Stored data
---+---
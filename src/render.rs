// src/render.rs
use html_escape::encode_safe;

use crate::classify::TierGroups;
use crate::models::{IdeaRecord, Tier};

pub const REPORT_TITLE: &str = "Trending Topics Product Idea Report";
pub const DATA_SOURCE: &str = "Weibo hot search list (TianAPI)";

/// Everything the report shows besides the ideas themselves.
#[derive(Debug, Clone)]
pub struct ReportMeta {
    /// Display time, already formatted.
    pub generated_at: String,
    pub model: String,
    pub topic_count: usize,
}

fn tier_heading(tier: Tier) -> String {
    let icon = match tier {
        Tier::Excellent => "🌟",
        Tier::Good => "👍",
        Tier::Normal => "📝",
    };
    format!("{} {} ideas ({} points)", icon, tier.label(), tier.range_caption())
}

fn bar_width(value: u32, max: u32) -> u32 {
    if max == 0 {
        return 0;
    }
    value.min(max) * 100 / max
}

fn render_card(idea: &IdeaRecord) -> String {
    let class = idea.tier.css_class();
    let total = idea
        .scores
        .total
        .map_or_else(|| "–".to_string(), |t| t.to_string());

    let mut card = String::with_capacity(2048);
    card.push_str(&format!("<article class=\"idea-card {}\">\n", class));

    card.push_str("<div class=\"card-header\">\n");
    card.push_str(&format!("<span class=\"hot-topic\">🔥 {}</span>\n", encode_safe(&idea.topic)));
    card.push_str(&format!("<span class=\"score-badge\">{} pts</span>\n", total));
    card.push_str("</div>\n");

    card.push_str("<div class=\"card-body\">\n");
    card.push_str(&format!("<h3 class=\"idea-name\">{}</h3>\n", encode_safe(&idea.product_name)));

    if !idea.timeline.is_empty() {
        card.push_str("<div class=\"event-timeline\">\n<h4>📰 Event timeline</h4>\n<ul>\n");
        for point in &idea.timeline {
            card.push_str(&format!("<li>{}</li>\n", encode_safe(point)));
        }
        card.push_str("</ul>\n</div>\n");
    }

    card.push_str("<div class=\"idea-details\">\n");
    card.push_str(&format!(
        "<h4>💡 Core function</h4>\n<p>{}</p>\n",
        encode_safe(&idea.core_function)
    ));
    card.push_str(&format!(
        "<h4>👥 Target users</h4>\n<p>{}</p>\n",
        encode_safe(&idea.target_users)
    ));
    card.push_str("</div>\n");

    card.push_str("<div class=\"score-breakdown\">\n<h4>📊 Score breakdown</h4>\n");
    for (label, value, max) in idea.scores.rows() {
        card.push_str(&format!(
            "<div class=\"score-bar\"><span>{}</span><div class=\"bar\"><div class=\"fill\" style=\"width: {}%\"></div></div><span>{}/{}</span></div>\n",
            label,
            bar_width(value, max),
            value,
            max
        ));
    }
    card.push_str(&format!(
        "<div class=\"total-score\"><span>Overall</span><span>{}/100 <span class=\"grade-label\">{}</span></span></div>\n",
        total,
        idea.tier.label()
    ));
    card.push_str("</div>\n</div>\n</article>\n");

    card
}

/// Render the grouped ideas as one self-contained HTML page.
pub fn render_report(groups: &TierGroups<'_>, meta: &ReportMeta) -> String {
    let mut html = String::with_capacity(16384);

    html.push_str("<!DOCTYPE html>\n<html lang=\"en\">\n<head>\n");
    html.push_str("<meta charset=\"UTF-8\">\n");
    html.push_str("<meta name=\"viewport\" content=\"width=device-width, initial-scale=1.0\">\n");
    html.push_str(&format!("<title>{}</title>\n", REPORT_TITLE));
    html.push_str("<style>\n");
    html.push_str(INLINE_CSS);
    html.push_str("</style>\n</head>\n<body>\n");

    // Header
    html.push_str("<header>\n");
    html.push_str(&format!("<h1>🔥 {}</h1>\n", REPORT_TITLE));
    html.push_str(&format!(
        "<p class=\"report-date\">Generated: {}</p>\n",
        encode_safe(&meta.generated_at)
    ));
    html.push_str(&format!(
        "<p class=\"summary\">Analyzed {} trending topics, produced {} product ideas</p>\n",
        meta.topic_count,
        groups.total()
    ));
    html.push_str("<div class=\"stats-bar\">\n");
    for tier in Tier::ALL {
        html.push_str(&format!(
            "<div class=\"stat-item\"><div class=\"stat-value\">{}</div><div class=\"stat-label\">{} ideas</div></div>\n",
            groups.count(tier),
            tier.label()
        ));
    }
    html.push_str("</div>\n</header>\n");

    // Tier sections
    html.push_str("<main>\n");
    for (tier, ideas) in groups.iter() {
        html.push_str(&format!("<section class=\"{}-ideas\">\n", tier.css_class()));
        html.push_str(&format!("<h2>{}</h2>\n", tier_heading(tier)));
        html.push_str("<div class=\"ideas-grid\">\n");
        for idea in ideas {
            html.push_str(&render_card(idea));
        }
        html.push_str("</div>\n</section>\n");
    }
    html.push_str("</main>\n");

    // Footer
    html.push_str("<footer>\n");
    html.push_str(&format!(
        "<p>Generated automatically by {} on a scheduled job</p>\n",
        encode_safe(&meta.model)
    ));
    html.push_str(&format!("<p>Data source: {}</p>\n", DATA_SOURCE));
    html.push_str("</footer>\n</body>\n</html>\n");

    html
}

const INLINE_CSS: &str = r#":root {
  --excellent-color: #10b981; --excellent-bg: #ecfdf5;
  --good-color: #3b82f6; --good-bg: #eff6ff;
  --normal-color: #6b7280; --normal-bg: #f9fafb;
  --text-primary: #1f2937; --text-secondary: #6b7280;
  --bg-main: #f3f4f6; --card-shadow: 0 4px 6px -1px rgba(0, 0, 0, 0.1);
}
* { margin: 0; padding: 0; box-sizing: border-box; }
body { font-family: -apple-system, BlinkMacSystemFont, "Segoe UI", Roboto, sans-serif; background: var(--bg-main); color: var(--text-primary); line-height: 1.6; }
header { background: linear-gradient(135deg, #667eea 0%, #764ba2 100%); color: white; padding: 3rem 2rem; text-align: center; }
header h1 { font-size: 2.5rem; margin-bottom: 1rem; }
.report-date { font-size: 1rem; opacity: 0.9; }
.summary { margin-top: 1rem; font-size: 1.1rem; background: rgba(255,255,255,0.2); display: inline-block; padding: 0.5rem 1.5rem; border-radius: 2rem; }
.stats-bar { display: flex; justify-content: center; gap: 2rem; margin-top: 1.5rem; flex-wrap: wrap; }
.stat-item { background: rgba(255,255,255,0.15); padding: 0.75rem 1.5rem; border-radius: 0.5rem; }
.stat-value { font-size: 1.5rem; font-weight: bold; }
.stat-label { font-size: 0.85rem; opacity: 0.9; }
main { max-width: 1200px; margin: 0 auto; padding: 2rem; }
section { margin-bottom: 3rem; }
section h2 { font-size: 1.5rem; margin-bottom: 1.5rem; padding-bottom: 0.5rem; border-bottom: 3px solid var(--excellent-color); }
.excellent-ideas h2 { border-color: var(--excellent-color); }
.good-ideas h2 { border-color: var(--good-color); }
.normal-ideas h2 { border-color: var(--normal-color); }
.ideas-grid { display: grid; grid-template-columns: repeat(auto-fill, minmax(350px, 1fr)); gap: 1.5rem; }
.idea-card { background: white; border-radius: 1rem; overflow: hidden; box-shadow: var(--card-shadow); transition: transform 0.3s ease; }
.idea-card:hover { transform: translateY(-5px); }
.idea-card.excellent { border-top: 4px solid var(--excellent-color); }
.idea-card.good { border-top: 4px solid var(--good-color); }
.idea-card.normal { border-top: 4px solid var(--normal-color); }
.card-header { padding: 1rem 1.5rem; display: flex; justify-content: space-between; align-items: center; border-bottom: 1px solid #e5e7eb; }
.hot-topic { font-size: 0.85rem; color: #ef4444; font-weight: 500; }
.score-badge { font-weight: bold; padding: 0.25rem 0.75rem; border-radius: 1rem; font-size: 0.9rem; }
.excellent .score-badge, .excellent .grade-label { background: var(--excellent-bg); color: var(--excellent-color); }
.good .score-badge, .good .grade-label { background: var(--good-bg); color: var(--good-color); }
.normal .score-badge, .normal .grade-label { background: var(--normal-bg); color: var(--normal-color); }
.card-body { padding: 1.5rem; }
.idea-name { font-size: 1.25rem; margin-bottom: 1rem; }
.event-timeline { background: #fef3c7; border-left: 4px solid #f59e0b; padding: 1rem; margin-bottom: 1rem; border-radius: 0 0.5rem 0.5rem 0; }
.event-timeline h4 { font-size: 0.9rem; color: #92400e; margin-bottom: 0.5rem; }
.event-timeline ul { margin-left: 1rem; font-size: 0.9rem; color: #78350f; }
.event-timeline li { margin-bottom: 0.25rem; }
.idea-details h4 { font-size: 0.95rem; color: var(--text-secondary); margin: 1rem 0 0.5rem 0; }
.idea-details p { font-size: 0.95rem; }
.score-breakdown { margin-top: 1.5rem; padding-top: 1rem; border-top: 1px dashed #e5e7eb; }
.score-breakdown h4 { font-size: 0.9rem; color: var(--text-secondary); margin-bottom: 0.75rem; }
.score-bar { display: flex; align-items: center; margin-bottom: 0.5rem; font-size: 0.85rem; }
.score-bar > span:first-child { width: 90px; color: var(--text-secondary); }
.score-bar > span:last-child { width: 50px; text-align: right; font-weight: 500; }
.bar { flex: 1; height: 8px; background: #e5e7eb; border-radius: 4px; margin: 0 0.5rem; overflow: hidden; }
.bar .fill { height: 100%; border-radius: 4px; }
.excellent .bar .fill { background: linear-gradient(90deg, var(--excellent-color), #34d399); }
.good .bar .fill { background: linear-gradient(90deg, var(--good-color), #60a5fa); }
.normal .bar .fill { background: linear-gradient(90deg, var(--normal-color), #9ca3af); }
.total-score { margin-top: 0.75rem; padding-top: 0.75rem; border-top: 1px solid #e5e7eb; display: flex; justify-content: space-between; font-weight: bold; }
.grade-label { display: inline-block; padding: 0.2rem 0.6rem; border-radius: 0.25rem; font-size: 0.8rem; margin-left: 0.5rem; }
footer { text-align: center; padding: 2rem; color: var(--text-secondary); font-size: 0.9rem; }
@media (max-width: 768px) {
  header h1 { font-size: 1.75rem; }
  .ideas-grid { grid-template-columns: 1fr; }
}
"#;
---+---
WORK ITEM: Copy only this part of the entries above: the line with "1.5rem; margin-bottom: 1.5rem;", the line with "bold; padding: 0.25rem", and the lines between, all exactly as written.

EXERCISE ANSWER:
section h2 { font-size: 1.5rem; margin-bottom: 1.5rem; padding-bottom: 0.5rem; border-bottom: 3px solid var(--excellent-color); }
.excellent-ideas h2 { border-color: var(--excellent-color); }
.good-ideas h2 { border-color: var(--good-color); }
.normal-ideas h2 { border-color: var(--normal-color); }
.ideas-grid { display: grid; grid-template-columns: repeat(auto-fill, minmax(350px, 1fr)); gap: 1.5rem; }
.idea-card { background: white; border-radius: 1rem; overflow: hidden; box-shadow: var(--card-shadow); transition: transform 0.3s ease; }
.idea-card:hover { transform: translateY(-5px); }
.idea-card.excellent { border-top: 4px solid var(--excellent-color); }
.idea-card.good { border-top: 4px solid var(--good-color); }
.idea-card.normal { border-top: 4px solid var(--normal-color); }
.card-header { padding: 1rem 1.5rem; display: flex; justify-content: space-between; align-items: center; border-bottom: 1px solid #e5e7eb; }
.hot-topic { font-size: 0.85rem; color: #ef4444; font-weight: 500; }
.score-badge { font-weight: bold; padding: 0.25rem 0.75rem; border-radius: 1rem; font-size: 0.9rem; }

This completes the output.